United States District Court, E.D. California

June 12, 2017



         Plaintiff Dr. Ndulue sued the hospital where he works for allegedly retaliating against him and diverting patients to other doctors. Defendant hospital, the Fremont-Rideout Health Group, now moves for summary judgment. Mot., ECF No. 41. Plaintiff opposes. Opp'n, ECF No. 46. The court heard the motion on March 10, 2017. Anthony Madu and Darin Dominguez appeared for plaintiff; Preston Young and Glenn Holley appeared for defendant. Hr'g Mins., ECF No. 61. As discussed below, the court GRANTS defendant's motion.


         A. The Parties

         Plaintiff, a Nigerian pediatrician, immigrated to the United States twenty years ago and now operates a solo practice in California. Pl.'s Dep. vol. 1, 20:2-3, 21:24-25, 24:15-17, 36:1-6, Zim Decl., Ex. B, ECF No. 44-1. As a hospital staff member, plaintiff admits patients to defendant's facilities. Id. 24:18-25.

         B. 2011 Settlement Agreement

         This case is not the parties' first rendezvous. Plaintiff sued defendant in 2008 for racial discrimination and conspiracy to interfere with his business. 2008 Compl., Ndulue v.

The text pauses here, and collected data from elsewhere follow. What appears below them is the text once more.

use axum::http::{self, Request, StatusCode};
use axum::Router;
use base64::Engine;
use http_body_util::BodyExt;
use mock_server::{app, app_with_login, Login};
use serde_json::Value;
use tower::ServiceExt;

async fn body_json(response: axum::response::Response) -> Value {
    let bytes = response.into_body().collect().await.unwrap().to_bytes();
    serde_json::from_slice(&bytes).unwrap()
}

async fn body_bytes(response: axum::response::Response) -> bytes::Bytes {
    response.into_body().collect().await.unwrap().to_bytes()
}

fn form_request(method: &str, uri: &str, body: &str) -> Request<String> {
    Request::builder()
        .method(method)
        .uri(uri)
        .header(
            http::header::CONTENT_TYPE,
            "application/x-www-form-urlencoded",
        )
        .body(body.to_string())
        .unwrap()
}

fn get_request(uri: &str) -> Request<String> {
    Request::builder().uri(uri).body(String::new()).unwrap()
}

/// Creates a record and returns its `(id, version)`.
async fn create(app: &Router, collection: &str, body: &str) -> (String, String) {
    let resp = app
        .clone()
        .oneshot(form_request("POST", &format!("/rest/{collection}"), body))
        .await
        .unwrap();
    assert_eq!(resp.status(), StatusCode::CREATED);
    let json = body_json(resp).await;
    let record = &json[format!("ns1.{}", collection.trim_end_matches('s'))][0];
    let identity = &record["ns1.resourceIdentity"];
    (
        identity["ns1.id"].as_str().unwrap().to_string(),
        identity["ns1.version"].as_str().unwrap().to_string(),
    )
}

// --- list ---

#[tokio::test]
async fn list_empty_collection() {
    let resp = app()
        .oneshot(get_request("/rest/testcases?_type=json"))
        .await
        .unwrap();

    assert_eq!(resp.status(), StatusCode::OK);
    let json = body_json(resp).await;
    let result = &json["ns1.searchResult"][0];
    assert_eq!(result["ns1.totalResults"], 0);
    assert_eq!(result["ns1.testcases"][0]["ns1.testcase"], Value::Array(vec![]));
}

#[tokio::test]
async fn list_filters_sorts_and_pages() {
    let app = app();
    for name in ["Cherry", "Apple", "Banana", "Apple"] {
        create(&app, "products", &format!("name={name}")).await;
    }

    let resp = app
        .clone()
        .oneshot(get_request("/rest/products?filter-name=Apple"))
        .await
        .unwrap();
    let json = body_json(resp).await;
    assert_eq!(json["ns1.searchResult"][0]["ns1.totalResults"], 2);

    let resp = app
        .clone()
        .oneshot(get_request(
            "/rest/products?sortfield=name&sortdirection=desc&pagenumber=1&pagesize=2",
        ))
        .await
        .unwrap();
    let json = body_json(resp).await;
    let result = &json["ns1.searchResult"][0];
    assert_eq!(result["ns1.totalResults"], 4);
    let names: Vec<&str> = result["ns1.products"][0]["ns1.product"]
        .as_array()
        .unwrap()
        .iter()
        .map(|p| p["ns1.name"].as_str().unwrap())
        .collect();
    assert_eq!(names, vec!["Cherry", "Banana"]);
}

#[tokio::test]
async fn page_far_past_the_end_is_empty() {
    let app = app();
    for name in ["Apple", "Banana"] {
        create(&app, "products", &format!("name={name}")).await;
    }

    let resp = app
        .oneshot(get_request(&format!(
            "/rest/products?pagenumber={}&pagesize=1000",
            usize::MAX
        )))
        .await
        .unwrap();

    assert_eq!(resp.status(), StatusCode::OK);
    let json = body_json(resp).await;
    let result = &json["ns1.searchResult"][0];
    assert_eq!(result["ns1.totalResults"], 2);
    assert_eq!(result["ns1.products"][0]["ns1.product"], Value::Array(vec![]));
}

// --- create ---

#[tokio::test]
async fn create_returns_201_with_location() {
    let resp = app()
        .oneshot(form_request("POST", "/rest/users", "email=a%40b.c&firstName=Ann"))
        .await
        .unwrap();

    assert_eq!(resp.status(), StatusCode::CREATED);
    let location = resp.headers()[http::header::LOCATION]
        .to_str()
        .unwrap()
        .to_string();
    assert!(location.starts_with("/rest/users/"));

    let json = body_json(resp).await;
    let user = &json["ns1.user"][0];
    assert_eq!(user["@xsi.type"], "ns1:user");
    assert_eq!(user["ns1.email"], "a@b.c");
    assert_eq!(user["ns1.resourceIdentity"]["ns1.version"], "0");
    assert_eq!(
        format!("/rest/{}", user["ns1.resourceIdentity"]["ns1.url"].as_str().unwrap()),
        location
    );
}

#[tokio::test]
async fn create_duplicate_email_is_conflict() {
    let app = app();
    create(&app, "users", "email=a%40b.c").await;

    let resp = app
        .oneshot(form_request("POST", "/rest/users", "email=a%40b.c"))
        .await
        .unwrap();

    assert_eq!(resp.status(), StatusCode::CONFLICT);
    let json = body_json(resp).await;
    assert_eq!(json["errors"][0]["error"], "email.in.use");
}

// --- get ---

#[tokio::test]
async fn get_not_found_is_plain_text() {
    let resp = app()
        .oneshot(get_request(
            "/rest/testcases/00000000-0000-0000-0000-000000000000",
        ))
        .await
        .unwrap();

    assert_eq!(resp.status(), StatusCode::NOT_FOUND);
    assert_eq!(resp.headers()[http::header::CONTENT_TYPE], "text/plain");
}

#[tokio::test]
async fn get_bad_id_is_not_found() {
    let resp = app()
        .oneshot(get_request("/rest/testcases/not-a-uuid"))
        .await
        .unwrap();
    assert_eq!(resp.status(), StatusCode::NOT_FOUND);
}

// --- update ---

#[tokio::test]
async fn update_bumps_version() {
    let app = app();
    let (id, version) = create(&app, "testcases", "name=Old").await;

    let resp = app
        .clone()
        .oneshot(form_request(
            "PUT",
            &format!("/rest/testcases/{id}"),
            &format!("name=New&originalVersionId={version}"),
        ))
        .await
        .unwrap();

    assert_eq!(resp.status(), StatusCode::OK);
    let json = body_json(resp).await;
    let case = &json["ns1.testcase"][0];
    assert_eq!(case["ns1.name"], "New");
    assert_eq!(case["ns1.resourceIdentity"]["ns1.version"], "1");
}

#[tokio::test]
async fn update_with_stale_version_is_conflict() {
    let app = app();
    let (id, _) = create(&app, "testcases", "name=Old").await;

    let resp = app
        .oneshot(form_request(
            "PUT",
            &format!("/rest/testcases/{id}"),
            "name=New&originalVersionId=7",
        ))
        .await
        .unwrap();

    assert_eq!(resp.status(), StatusCode::CONFLICT);
    let json = body_json(resp).await;
    assert_eq!(json["errors"][0]["error"], "changed.by.another.user");
}

#[tokio::test]
async fn update_without_version_is_rejected() {
    let app = app();
    let (id, _) = create(&app, "testcases", "name=Old").await;

    let resp = app
        .oneshot(form_request("PUT", &format!("/rest/testcases/{id}"), "name=New"))
        .await
        .unwrap();

    assert_eq!(resp.status(), StatusCode::BAD_REQUEST);
}

// --- delete ---

#[tokio::test]
async fn delete_returns_204_then_404() {
    let app = app();
    let (id, version) = create(&app, "testcases", "name=Doomed").await;

    let resp = app
        .clone()
        .oneshot(
            Request::builder()
                .method("DELETE")
                .uri(format!("/rest/testcases/{id}?originalVersionId={version}&_type=json"))
                .body(String::new())
                .unwrap(),
        )
        .await
        .unwrap();
    assert_eq!(resp.status(), StatusCode::NO_CONTENT);
    assert!(body_bytes(resp).await.is_empty());

    let resp = app
        .oneshot(get_request(&format!("/rest/testcases/{id}")))
        .await
        .unwrap();
    assert_eq!(resp.status(), StatusCode::NOT_FOUND);
}

// --- login ---

fn login() -> Login {
    Login {
        email: "admin@example.com".to_string(),
        password: "secret".to_string(),
        token: "abc123".to_string(),
    }
}

#[tokio::test]
async fn login_required_returns_401() {
    let resp = app_with_login(login())
        .oneshot(get_request("/rest/testcases"))
        .await
        .unwrap();

    assert_eq!(resp.status(), StatusCode::UNAUTHORIZED);
    assert_eq!(&body_bytes(resp).await[..], b"login required");
}

#[tokio::test]
async fn basic_auth_and_cookie_are_accepted() {
    let app = app_with_login(login());
    let basic = base64::engine::general_purpose::STANDARD.encode("admin@example.com:secret");

    let resp = app
        .clone()
        .oneshot(
            Request::builder()
                .uri("/rest/testcases")
                .header(http::header::AUTHORIZATION, format!("Basic {basic}"))
                .body(String::new())
                .unwrap(),
        )
        .await
        .unwrap();
    assert_eq!(resp.status(), StatusCode::OK);

    let resp = app
        .oneshot(
            Request::builder()
                .uri("/rest/testcases")
                .header(http::header::COOKIE, "USERTOKEN: abc123")
                .body(String::new())
                .unwrap(),
        )
        .await
        .unwrap();
    assert_eq!(resp.status(), StatusCode::OK);
}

Fremont-Rideout Health, Case No. 2:08-cv-001696-WBS-KJM, [2] Zim Decl., Ex. C. The parties settled during trial before the jury returned a verdict. Civil Jury Trial Mins, April 28, 2011, Ex. F, ECF No. 44-1. As relevant here, defendant agreed to amend its “newborn patient allocation policy” to reflect that the hospital staff would “make reasonable efforts” to discern which pediatrician a laboring mother prefers and obtain that preference in writing. 2011 Settlement Agreement ¶ F, Ex. G, Zim. Decl.

         After settlement, defendant changed the pediatrician allocation form as agreed. See Krista Minton Dep. 23:12-16, Zim Decl., Ex. X; see also Pediatrician Request Form, Minton Decl., Ex. 8, attached to Minton Dep. Defendant now gives a laboring mother a list of pediatricians to select from when she arrives at the hospital, and nurses neither endorse nor oppose any options. Minton Dep. 26, 33-34.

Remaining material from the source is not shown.